Domestic team information
- 2007–present: Delhi
- 2008–2010: Delhi Daredevils
- 2011–2013: Kolkata Knight Riders
- 2016: Gujarat Lions
- 2018: Mumbai Indians
- 2022: Gujarat Titans
- FC debut: 4 November 2007 Delhi v Rajasthan
- LA debut: 16 January 2008 Delhi v Services

Career statistics
| Competition | FC | LA | T20 |
| Matches | 58 | 60 | 102 |
| Runs scored | 1,275 | 548 | 262 |
| Batting average | 19.61 | 22.83 | 11.90 |
| 100s/50s | 1/4 | 0/2 | 0/0 |
| Top score | 100* | 69* | 29 |
| Balls bowled | 10,248 | 2,987 | 2,110 |
| Wickets | 178 | 99 | 104 |
| Bowling average | 30.43 | 26.86 | 26.05 |
| 5 wickets in innings | 6 | 2 | 0 |
| 10 wickets in match | 0 | 0 | 0 |
| Best bowling | 7/38 | 5/41 | 3/13 |
| Catches/stumpings | 24/– | 10/– | 34/– |
- Source: ESPNcricinfo, 6 March 2025

= Pradeep Sangwan =

Indian cricketer (born 1990)

Pradeep Sangwan (born 5 November 1990) is an Indian cricketer, who represents Delhi in first-class cricket. He completed his schooling at Ravindra Public School in Delhi.

==Career==
Sangwan is a left-arm medium pace bowler. Coached by AN Sharma, Sangwan was a member of the Delhi under-15 team that won the Polly Umrigar Trophy in 2005. He took 27 wickets in six matches and also scored 62 in a partnership of 125 for the last wicket in the quarter-final.

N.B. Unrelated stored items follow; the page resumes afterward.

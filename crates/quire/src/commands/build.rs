//! `quire build` command implementation.

use std::path::{Path, PathBuf};

use clap::Args;
use quire_book::parser::Languages;
use quire_book::{Book, ResolveOptions, load_book, load_languages};
use quire_config::{CliSettings, Config, OutputFormat};
use quire_output::{
    Generator, HtmlGenerator, JsonGenerator, Output as BuildOutput, PageRenderer, generate_pages,
};

use super::open_book;
use crate::error::CliError;
use crate::output::Output;

/// Arguments for the build command.
#[derive(Args)]
pub(crate) struct BuildArgs {
    /// Path to configuration file (default: auto-discover book.toml).
    #[arg(short, long)]
    config: Option<PathBuf>,

    /// Book source directory (overrides config).
    #[arg(short, long)]
    source_dir: Option<PathBuf>,

    /// Output directory (overrides config, default: _book).
    #[arg(short, long)]
    output_dir: Option<PathBuf>,

    /// Output format: html or json (overrides config).
    #[arg(long)]
    format: Option<OutputFormat>,

    /// Summary file to use instead of the configured one.
    #[arg(long)]
    summary: Option<PathBuf>,

    /// Only generate the page whose path ends with this path.
    #[arg(long)]
    file: Option<PathBuf>,

    /// Enable debug logging.
    #[arg(short, long)]
    pub verbose: bool,
}

/// Per-book build settings shared by every language.
struct BuildPlan<'a> {
    format: OutputFormat,
    title: Option<&'a str>,
    author: Option<&'a str>,
    target: Option<&'a Path>,
}

impl BuildArgs {
    pub(crate) fn execute(self) -> Result<(), CliError> {
        let output = Output::new();

        let cli_settings = CliSettings {
            source_dir: self.source_dir,
            output_dir: self.output_dir,
            format: self.format,
        };
        let config = Config::load(self.config.as_deref(), Some(&cli_settings))?;
        let build = &config.build_resolved;

        output.field("Source", build.source_dir.display());
        output.field("Output", build.output_dir.display());
        output.field("Format", build.format);

        let options = ResolveOptions::new(std::env::current_dir()?).with_summary(self.summary);
        let plan = BuildPlan {
            format: build.format,
            title: config.book.title.as_deref(),
            author: config.book.author.as_deref(),
            target: self.file.as_deref(),
        };

        let book = open_book(&build.source_dir, &config);
        let languages = load_languages(&book, &options)?.filter(Languages::is_multilingual);

        let written = if let Some(languages) = languages {
            let mut written = 0;
            for language in &languages.languages {
                output.heading(&format!("Building {} ({})", language.title, language.path));
                let book = open_book(&build.source_dir.join(&language.path), &config);
                let out_dir = build.output_dir.join(&language.path);
                written += build_book(&book, &options, &out_dir, &plan)?.emitted().len();
            }
            written
        } else {
            build_book(&book, &options, &build.output_dir, &plan)?
                .emitted()
                .len()
        };

        output.success(&format!("Wrote {written} files"));
        Ok(())
    }
}

/// Load one book and generate its pages into `out_dir`.
fn build_book(
    book: &Book,
    options: &ResolveOptions,
    out_dir: &Path,
    plan: &BuildPlan<'_>,
) -> Result<BuildOutput, CliError> {
    let loaded = load_book(book, options)?;

    let title = plan
        .title
        .map_or_else(|| loaded.readme.title.clone(), str::to_owned);
    let generator = match plan.format {
        OutputFormat::Html => Generator::page_aware(
            HtmlGenerator::new(title).with_author(plan.author.map(str::to_owned)),
        ),
        OutputFormat::Json => Generator::page_aware(JsonGenerator),
    };
    let renderer = PageRenderer::new().with_link_rewrite(plan.format == OutputFormat::Html);

    let output = BuildOutput::new(book.storage(), loaded.into_pages(), out_dir).with_renderer(renderer);
    Ok(generate_pages(&generator, output, plan.target)?)
}
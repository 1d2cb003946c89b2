//! Generator capabilities.

use crate::error::GenerateError;
use crate::output::{Output, ResultPage};

/// Consumes rendered pages, one at a time, in book order.
pub trait PageHandler: Send + Sync {
    /// Short name used in logs.
    fn name(&self) -> &'static str;

    /// Emit `page` and return the state the next page starts from.
    fn on_page(&self, output: Output, page: ResultPage) -> Result<Output, GenerateError>;
}

/// A generator either handles pages or only deals with assets.
pub enum Generator {
    /// Every page is rendered and handed to the handler.
    PageAware(Box<dyn PageHandler>),
    /// Pages are left alone.
    AssetOnly,
}

impl Generator {
    pub fn page_aware(handler: impl PageHandler + 'static) -> Self {
        Self::PageAware(Box::new(handler))
    }

    pub fn name(&self) -> &'static str {
        match self {
            Self::PageAware(handler) => handler.name(),
            Self::AssetOnly => "assets",
        }
    }
}

impl std::fmt::Debug for Generator {
    fn fmt(&self, f: &mut std::fmt::Formatter<'_>) -> std::fmt::Result {
        match self {
            Self::PageAware(handler) => f.debug_tuple("PageAware").field(&handler.name()).finish(),
            Self::AssetOnly => f.write_str("AssetOnly"),
        }
    }
}
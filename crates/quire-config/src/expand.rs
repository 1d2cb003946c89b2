//! Environment variable expansion for `book.toml` strings.
//!
//! Only the braced forms are recognised:
//! - `${VAR}` - value of VAR, error if unset
//! - `${VAR:-default}` - value of VAR, or `default` when unset

use crate::ConfigError;

/// Expand `${VAR}` references in a configuration value.
///
/// `field` is the dotted config key, used in the error message.
/// Strings without `${` are returned untouched, so bare `$VAR` stays literal.
pub(crate) fn expand_env(value: &str, field: &str) -> Result<String, ConfigError> {
    if !value.contains("${") {
        return Ok(value.to_owned());
    }

    let lookup = |var: &str| -> Result<Option<String>, UnsetVar> {
        std::env::var(var).map(Some).map_err(|_| UnsetVar(var.to_owned()))
    };

    shellexpand::env_with_context(value, lookup)
        .map(std::borrow::Cow::into_owned)
        .map_err(|e| ConfigError::EnvVar {
            field: field.to_owned(),
            message: format!("${{{}}} not set", e.cause.0),
        })
}

/// Variable referenced without a default and missing from the environment.
struct UnsetVar(String);

#[cfg(test)]
mod tests {
    use super::*;

    #[test]
    fn test_expand_set_var() {
        // SAFETY: each test uses its own variable name
        unsafe {
            std::env::set_var("QUIRE_TEST_TITLE", "Handbook");
        }
        let result = expand_env("${QUIRE_TEST_TITLE}", "book.title").unwrap();
        assert_eq!(result, "Handbook");
        unsafe {
            std::env::remove_var("QUIRE_TEST_TITLE");
        }
    }

    #[test]
    fn test_expand_default_when_unset() {
        // SAFETY: each test uses its own variable name
        unsafe {
            std::env::remove_var("QUIRE_TEST_UNSET_AUTHOR");
        }
        let result = expand_env("${QUIRE_TEST_UNSET_AUTHOR:-Anonymous}", "book.author").unwrap();
        assert_eq!(result, "Anonymous");
    }

    #[test]
    fn test_expand_embedded_in_text() {
        // SAFETY: each test uses its own variable name
        unsafe {
            std::env::set_var("QUIRE_TEST_VERSION", "2.1");
        }
        let result = expand_env("Manual v${QUIRE_TEST_VERSION}", "book.title").unwrap();
        assert_eq!(result, "Manual v2.1");
        unsafe {
            std::env::remove_var("QUIRE_TEST_VERSION");
        }
    }

    #[test]
    fn test_expand_missing_var_names_field() {
        // SAFETY: each test uses its own variable name
        unsafe {
            std::env::remove_var("QUIRE_TEST_MISSING");
        }
        let err = expand_env("${QUIRE_TEST_MISSING}", "book.title").unwrap_err();
        assert!(matches!(err, ConfigError::EnvVar { .. }));
        let msg = err.to_string();
        assert!(msg.contains("QUIRE_TEST_MISSING"));
        assert!(msg.contains("book.title"));
    }

    #[test]
    fn test_bare_dollar_kept() {
        let result = expand_env("Costs $5", "book.title").unwrap();
        assert_eq!(result, "Costs $5");
    }
}
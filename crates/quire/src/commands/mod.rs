//! CLI command implementations.

pub(crate) mod build;
pub(crate) mod parse;

use std::path::{Path, PathBuf};
use std::sync::Arc;

use quire_book::{Book, StructureFiles};
use quire_config::Config;
use quire_storage::FsStorage;

pub(crate) use build::BuildArgs;
pub(crate) use parse::ParseArgs;

/// Open the book rooted at `source_dir` with the configured structure names.
///
/// The configured output directory is skipped when scanning for content.
pub(crate) fn open_book(source_dir: &Path, config: &Config) -> Book {
    let mut storage = FsStorage::new(source_dir.to_path_buf());
    if let Some(name) = config.output_dir_name() {
        storage = storage.with_excluded_dir(name);
    }

    let structure = &config.structure;
    Book::new(Arc::new(storage)).with_structure_files(StructureFiles {
        readme: PathBuf::from(&structure.readme),
        summary: PathBuf::from(&structure.summary),
        glossary: PathBuf::from(&structure.glossary),
        langs: PathBuf::from(&structure.langs),
    })
}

Sangwan was a member of the victorious Indian team at the Under-19 World Cup held in Malaysia in 2008 and bowled several incisive spells with the new ball. He was instrumental in India's success at the 2008 Under-19 World Cup, where the team was led by Virat Kohli. He took 8 wickets, including a spell of 5/44 that was crucial in India's victory against South Africa in the group stage. He was named captain of the Delhi T20 team for the Syed Mushtaq Ali Trophy 2018 and replaced Rishabh Pant as captain. In his debut season of the Ranji Trophy for Delhi in 2007–08, Sangwan took 33 wickets at an average of 19.24 and also scored 122 runs at an average of 20.33. He took 9 wickets in the final against Uttar Pradesh.

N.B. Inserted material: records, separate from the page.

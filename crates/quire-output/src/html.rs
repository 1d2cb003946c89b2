//! Static HTML generator.

use std::fmt::Write;

use crate::error::GenerateError;
use crate::generator::PageHandler;
use crate::output::{Output, ResultPage, output_path_for};

/// Writes each page as a standalone HTML document.
#[derive(Clone, Debug)]
pub struct HtmlGenerator {
    book_title: String,
    author: Option<String>,
}

impl HtmlGenerator {
    pub fn new(book_title: impl Into<String>) -> Self {
        Self {
            book_title: book_title.into(),
            author: None,
        }
    }

    /// Credit `author` in every document's `<meta name="author">`.
    #[must_use]
    pub fn with_author(mut self, author: Option<String>) -> Self {
        self.author = author;
        self
    }

    fn document(&self, page: &ResultPage) -> String {
        let title = match &page.title {
            Some(title) if *title != self.book_title => format!("{title} - {}", self.book_title),
            _ => self.book_title.clone(),
        };

        let mut html = String::with_capacity(page.html.len() + 256);
        html.push_str("<!DOCTYPE html>\n<html lang=\"en\">\n<head>\n");
        html.push_str("<meta charset=\"utf-8\">\n");
        html.push_str("<meta name=\"viewport\" content=\"width=device-width, initial-scale=1\">\n");
        if let Some(author) = &self.author {
            let _ = writeln!(html, "<meta name=\"author\" content=\"{}\">", escape(author));
        }
        let _ = writeln!(html, "<title>{}</title>", escape(&title));
        html.push_str("</head>\n<body>\n<main>\n");
        html.push_str(&page.html);
        html.push_str("</main>\n</body>\n</html>\n");
        html
    }
}

impl PageHandler for HtmlGenerator {
    fn name(&self) -> &'static str {
        "html"
    }

    fn on_page(&self, output: Output, page: ResultPage) -> Result<Output, GenerateError> {
        let rel = output_path_for(&page.path, "html");
        let written = output.write_artifact(&rel, &self.document(&page))?;
        Ok(output.with_emitted(written))
    }
}

fn escape(s: &str) -> String {
    let mut result = String::with_capacity(s.len());
    for c in s.chars() {
        match c {
            '&' => result.push_str("&amp;"),
            '<' => result.push_str("&lt;"),
            '>' => result.push_str("&gt;"),
            '"' => result.push_str("&quot;"),
            '\'' => result.push_str("&#x27;"),
            _ => result.push(c),
        }
    }
    result
}
//! Quire CLI - documentation book builder.
//!
//! Provides commands for:
//! - `build`: Generate a book's pages as HTML or JSON
//! - `parse`: Print one parsed structural file as JSON

mod commands;
mod error;
mod output;

use clap::{Parser, Subcommand};
use tracing_subscriber::EnvFilter;

use commands::{BuildArgs, ParseArgs};
use output::Output;

/// Quire - documentation book builder.
#[derive(Parser)]
#[command(name = "quire", version, about)]
struct Cli {
    #[command(subcommand)]
    command: Commands,
}

#[derive(Subcommand)]
enum Commands {
    /// Build the book.
    Build(BuildArgs),
    /// Parse a structural file and print it as JSON.
    Parse(ParseArgs),
}

fn main() {
    let cli = Cli::parse();
    let output = Output::new();

    let verbose = match &cli.command {
        Commands::Build(args) => args.verbose,
        Commands::Parse(args) => args.verbose,
    };

    // --verbose enables DEBUG level, otherwise use RUST_LOG
    let filter = if verbose {
        EnvFilter::new("debug")
    } else {
        EnvFilter::from_default_env()
    };
    tracing_subscriber::fmt()
        .with_env_filter(filter)
        .with_writer(std::io::stderr)
        .init();

    let result = match cli.command {
        Commands::Build(args) => args.execute(),
        Commands::Parse(args) => args.execute(),
    };

    if let Err(err) = result {
        output.error(&format!("Error: {err}"));
        std::process::exit(1);
    }
}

Sangwan was the first under-19 pick at the inaugural Indian Premier League draft, and was bought by the Delhi Daredevils. He was signed by Kolkata Knight Riders for the 2011 season and in January 2018 was bought by Mumbai Indians. In February 2022, he was bought by Gujarat Titans in the auction.

==Doping==
Sangwan tested positive in a random dope test conducted during the 2013 IPL season. His A sample reportedly showed the presence of banned substances.